Marte é um ambiente hostil e ainda não foi totalmente explorado, mas, ao contrário de outros planetas do Sistema Solar, pode fornecer as matérias-primas necessárias para sustentar um assentamento humano. Além da atmosfera rica em carbono, possui água e muitos minerais. O oxigênio e o silício também são abundantes na superfície “e a Curiosity encontrou nitrogênio biologicamente útil”, advertem os cientistas.
Em Nüwa, cidade idealizada por Detrell, não haverá carros, explica a cientista. Os deslocamentos serão feitos em passarelas automáticas, elevadores e bicicletas. Será possível caminhar, mas a maneira de andar será diferente. Devido à menor gravidade —um terço inferior que a da Terra— se andará a pequenos saltos, portanto ao desenhar os espaços foi levado em consideração que as alturas devem ser maiores. “A cidade deve proporcionar um ambiente seguro para os habitantes e também oferecer todos os serviços necessários para que seja um lugar agradável para viver. Seu tamanho exige um plano de crescimento sustentável em termos de materiais e energia”, explica Detrell, que vê nesse projeto não apenas a maneira de começar a vida em outro planeta diferente do nosso, mas também a possibilidade de melhorar a que existe na Terra. “Estamos pensando em uma cidade sustentável com critérios muito exigentes, muitos dos quais também melhorariam a vida no nosso planeta”, insiste a cientista.
Por enquanto, os membros do projeto continuarão trabalhando nele de maneira mais detalhada.
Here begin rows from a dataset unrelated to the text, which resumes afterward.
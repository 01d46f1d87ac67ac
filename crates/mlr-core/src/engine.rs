//! One computation run over a source snapshot.
//!
//! Schema validation fails fast. After that, each pipeline is contained:
//! a failure leaves empty tables for its own outputs, is recorded in
//! [`MlrReport::failures`], and the other pipelines still run.

use std::fmt;
use std::time::Instant;

use mlr_ingest::SourceTables;
use mlr_model::{EngineConfig, Result};
use polars::prelude::DataFrame;
use serde::Serialize;
use tracing::{error, info, info_span};

use crate::aggregate::{aggregate_claims, aggregate_debit_notes, aggregate_pre_authorizations};
use crate::combine::{combine_claims_mlr, combine_pa_mlr};
use crate::flag::{FlaggedGroups, flag_high_mlr};
use crate::quality::{DataQualityReport, assess};
use crate::retail::{RetailMlr, resolve_retail_mlr};
use crate::schema::validate_sources;

/// Containment unit of a run.
#[derive(Debug, Clone, Copy, PartialEq, Eq, Serialize)]
#[serde(rename_all = "snake_case")]
pub enum Stage {
    /// Revenue per group, shared by both group metrics.
    DebitAggregation,
    PaMlr,
    ClaimsMlr,
    RetailMlr,
    RiskFlags,
    DataQuality,
}

impl Stage {
    pub fn as_str(self) -> &'static str {
        match self {
            Self::DebitAggregation => "debit_aggregation",
            Self::PaMlr => "pa_mlr",
            Self::ClaimsMlr => "claims_mlr",
            Self::RetailMlr => "retail_mlr",
            Self::RiskFlags => "risk_flags",
            Self::DataQuality => "data_quality",
        }
    }
}

impl fmt::Display for Stage {
    fn fmt(&self, f: &mut fmt::Formatter<'_>) -> fmt::Result {
        f.write_str(self.as_str())
    }
}

/// A contained pipeline failure.
#[derive(Debug, Clone, PartialEq, Serialize)]
pub struct StageFailure {
    pub stage: Stage,
    pub message: String,
}

/// Everything one run hands to presentation.
#[derive(Debug, Clone, Default)]
pub struct MlrReport {
    pub pa_mlr: DataFrame,
    pub claims_mlr: DataFrame,
    pub retail: RetailMlr,
    pub flagged: FlaggedGroups,
    pub quality: DataQualityReport,
    pub failures: Vec<StageFailure>,
}

impl MlrReport {
    pub fn is_complete(&self) -> bool {
        self.failures.is_empty()
    }

    pub fn failed(&self, stage: Stage) -> bool {
        self.failures.iter().any(|failure| failure.stage == stage)
    }
}

/// Stateless MLR engine; a run is a function of its snapshot and config.
#[derive(Debug, Clone, Default)]
pub struct MlrEngine {
    config: EngineConfig,
}

impl MlrEngine {
    pub fn new(config: EngineConfig) -> Self {
        Self { config }
    }

    pub fn config(&self) -> &EngineConfig {
        &self.config
    }

    /// Validate the snapshot, then compute every result table.
    ///
    /// Returns `Err` only when validation fails; computation failures are
    /// contained in the report.
    pub fn run(&self, tables: &SourceTables) -> Result<MlrReport> {
        let span = info_span!("mlr_run");
        let _guard = span.enter();
        let start = Instant::now();

        validate_sources(tables)?;

        let mut failures = Vec::new();
        let config = &self.config;

        let debit = contain(Stage::DebitAggregation, &mut failures, || {
            aggregate_debit_notes(&tables.debit_note, &tables.group_contract, config)
        });

        let pa_mlr = debit
            .as_ref()
            .and_then(|debit| {
                contain(Stage::PaMlr, &mut failures, || {
                    let pa = aggregate_pre_authorizations(
                        &tables.pre_authorization,
                        &tables.group_contract,
                    )?;
                    combine_pa_mlr(debit, &pa, config)
                })
            })
            .unwrap_or_default();

        let claims_mlr = debit
            .as_ref()
            .and_then(|debit| {
                contain(Stage::ClaimsMlr, &mut failures, || {
                    let claims = aggregate_claims(
                        &tables.claims,
                        &tables.group_directory,
                        &tables.group_contract,
                    )?;
                    combine_claims_mlr(debit, &claims, config)
                })
            })
            .unwrap_or_default();

        let retail = contain(Stage::RetailMlr, &mut failures, || {
            resolve_retail_mlr(tables, config)
        })
        .unwrap_or_default();

        let flagged = contain(Stage::RiskFlags, &mut failures, || {
            flag_high_mlr(&pa_mlr, &claims_mlr, config.risk_threshold)
        })
        .unwrap_or_default();

        let quality = contain(Stage::DataQuality, &mut failures, || {
            assess(&tables.group_contract, &pa_mlr, &claims_mlr)
        })
        .unwrap_or_default();

        info!(
            pa_groups = pa_mlr.height(),
            claims_groups = claims_mlr.height(),
            retail_plans = retail.plan_summary.height(),
            flagged_pa = flagged.pa.len(),
            flagged_claims = flagged.claims.len(),
            failures = failures.len(),
            duration_ms = start.elapsed().as_millis(),
            "MLR run complete"
        );

        Ok(MlrReport {
            pa_mlr,
            claims_mlr,
            retail,
            flagged,
            quality,
            failures,
        })
    }
}

/// Run one pipeline, recording its error instead of propagating it.
fn contain<T>(
    stage: Stage,
    failures: &mut Vec<StageFailure>,
    pipeline: impl FnOnce() -> Result<T>,
) -> Option<T> {
    let span = info_span!("stage", stage = stage.as_str());
    let _guard = span.enter();
    let start = Instant::now();
    match pipeline() {
        Ok(output) => {
            info!(duration_ms = start.elapsed().as_millis(), "stage complete");
            Some(output)
        }
        Err(err) => {
            error!(error = %err, "stage failed; its outputs are empty");
            failures.push(StageFailure {
                stage,
                message: err.to_string(),
            });
            None
        }
    }
}
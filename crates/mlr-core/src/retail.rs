//! Retail product line: members, plan premiums and pre-authorization cost.
//!
//! Retail enrollees are judged against their own enrollment window rather
//! than a group contract period.

use std::time::Instant;

use mlr_ingest::SourceTables;
use mlr_model::columns::{
    COUNT_OF_FAMILY, COUNT_OF_INDIVIDUAL, EFFECTIVE_DATE, FAMILY_PRICE, GRANTED, GROUP_ID,
    GROUPNAME, IID, INDIVIDUAL_PRICE, IS_CURRENT, LEGACY_CODE, MEMBER_ID, PLAN_ID, PLAN_NAME,
    PREMIUM, REQUEST_DATE, TERMINATION_DATE, TOTAL_COST, TOTAL_PREMIUM,
};
use mlr_model::{EngineConfig, Result};
use polars::prelude::*;
use tracing::debug;

use crate::frame_utils::{eq_ignore_case, left_ordered, stable_order};
use crate::normalize;
use crate::stage::StageResultExt;
use crate::temporal::{ValidityWindow, filter_within_intervals};

const STAGE: &str = "retail_mlr";

/// Literal value of `iscurrent` marking a member's current plan.
const CURRENT_FLAG: &str = "true";

/// Retail result tables.
#[derive(Debug, Clone, Default)]
pub struct RetailMlr {
    /// `{iid, planname, total_cost}` per member and plan.
    pub member_costs: DataFrame,
    /// `{planname, total_premium, total_cost}`; `total_cost` is null for
    /// plans without in-window requests.
    pub plan_summary: DataFrame,
    /// `{legacycode, memberid, planid, effectivedate, terminationdate}` for
    /// enrollees whose current plan belongs to the product line.
    pub active_members: DataFrame,
}

fn left() -> JoinArgs {
    left_ordered(JoinType::Left)
}

/// Resolve the retail tables for the configured product line.
pub fn resolve_retail_mlr(tables: &SourceTables, config: &EngineConfig) -> Result<RetailMlr> {
    let start = Instant::now();
    let product_line = config.product_line_key();

    let current_plans = normalize::member_plans(&tables.member_plan)
        .filter(col(IS_CURRENT).eq(lit(CURRENT_FLAG)))
        .select([col(MEMBER_ID), col(PLAN_ID)]);

    let retail_plans = normalize::group_plans(&tables.group_plan)
        .join(
            normalize::group_names_by_integer_id(&tables.group_directory),
            [col(GROUP_ID)],
            [col(GROUP_ID)],
            left(),
        )
        .filter(eq_ignore_case(GROUPNAME, &product_line));

    let retail_plan_ids = retail_plans
        .clone()
        .select([col(PLAN_ID)])
        .unique_stable(None, UniqueKeepStrategy::First);

    // One row per enrollee and current plan; both request joins below read
    // this frame, so a member with several current plans fans out per plan.
    let enrolled = normalize::enrollees(&tables.active_enrollee).join(
        current_plans.clone(),
        [col(MEMBER_ID)],
        [col(MEMBER_ID)],
        left(),
    );

    let active_members = enrolled
        .clone()
        .join(
            retail_plan_ids,
            [col(PLAN_ID)],
            [col(PLAN_ID)],
            left_ordered(JoinType::Inner),
        )
        .select([
            col(LEGACY_CODE),
            col(MEMBER_ID),
            col(PLAN_ID),
            col(EFFECTIVE_DATE),
            col(TERMINATION_DATE),
        ])
        .sort([LEGACY_CODE, PLAN_ID], stable_order())
        .collect()
        .in_stage(STAGE)?;

    let premium_by_plan = retail_plans
        .join(
            normalize::plans(&tables.plan),
            [col(PLAN_ID)],
            [col(PLAN_ID)],
            left(),
        )
        .with_column(
            (col(INDIVIDUAL_PRICE) * col(COUNT_OF_INDIVIDUAL)
                + col(COUNT_OF_FAMILY) * col(FAMILY_PRICE))
            .alias(PREMIUM),
        )
        .group_by_stable([col(PLAN_NAME)])
        .agg([col(PREMIUM).sum().alias(TOTAL_PREMIUM)]);

    // Request -> member -> current plan, then the product-line filter on the
    // request's own group.
    let requests = normalize::pre_authorizations(&tables.pre_authorization)
        .join(
            enrolled.clone().select([col(LEGACY_CODE), col(MEMBER_ID)]),
            [col(IID)],
            [col(LEGACY_CODE)],
            left(),
        )
        .join(current_plans, [col(MEMBER_ID)], [col(MEMBER_ID)], left())
        .filter(eq_ignore_case(GROUPNAME, &product_line))
        .join(
            normalize::plans(&tables.plan),
            [col(PLAN_ID)],
            [col(PLAN_ID)],
            left(),
        );

    // Attaching the enrollment window and keeping in-window requests drops
    // requests without a window, the same as a left join then filter.
    let in_window = filter_within_intervals(
        requests,
        REQUEST_DATE,
        enrolled.select([
            col(LEGACY_CODE),
            col(EFFECTIVE_DATE),
            col(TERMINATION_DATE),
        ]),
        ValidityWindow::ENROLLMENT,
    );

    let member_costs = in_window
        .group_by_stable([col(IID), col(PLAN_NAME)])
        .agg([col(GRANTED).sum().alias(TOTAL_COST)])
        .select([col(IID), col(PLAN_NAME), col(TOTAL_COST)])
        .sort([PLAN_NAME, IID], stable_order())
        .collect()
        .in_stage(STAGE)?;

    let cost_by_plan = member_costs
        .clone()
        .lazy()
        .group_by_stable([col(PLAN_NAME)])
        .agg([col(TOTAL_COST).sum()])
        .with_column(col(PLAN_NAME).cast(DataType::String));

    let plan_summary = premium_by_plan
        .with_column(col(PLAN_NAME).cast(DataType::String))
        .join(cost_by_plan, [col(PLAN_NAME)], [col(PLAN_NAME)], left())
        .select([col(PLAN_NAME), col(TOTAL_PREMIUM), col(TOTAL_COST)])
        .sort([PLAN_NAME], stable_order())
        .collect()
        .in_stage(STAGE)?;

    debug!(
        active_members = active_members.height(),
        member_rows = member_costs.height(),
        plans = plan_summary.height(),
        duration_ms = start.elapsed().as_millis(),
        "retail MLR resolved"
    );

    Ok(RetailMlr {
        member_costs,
        plan_summary,
        active_members,
    })
}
Por exemplo, farão testes de como sobreviver nesses habitáculos em uma região rochosa dos Estados Unidos, cuja localização não querem revelar. “Experimentos semelhantes já foram feitos na Rússia”, enfatiza Detrell. Será o momento em que os psicólogos reforçarão o trabalho dos engenheiros e arquitetos para estudar o impacto que essa nova forma de vida em túneis terá nos humanos.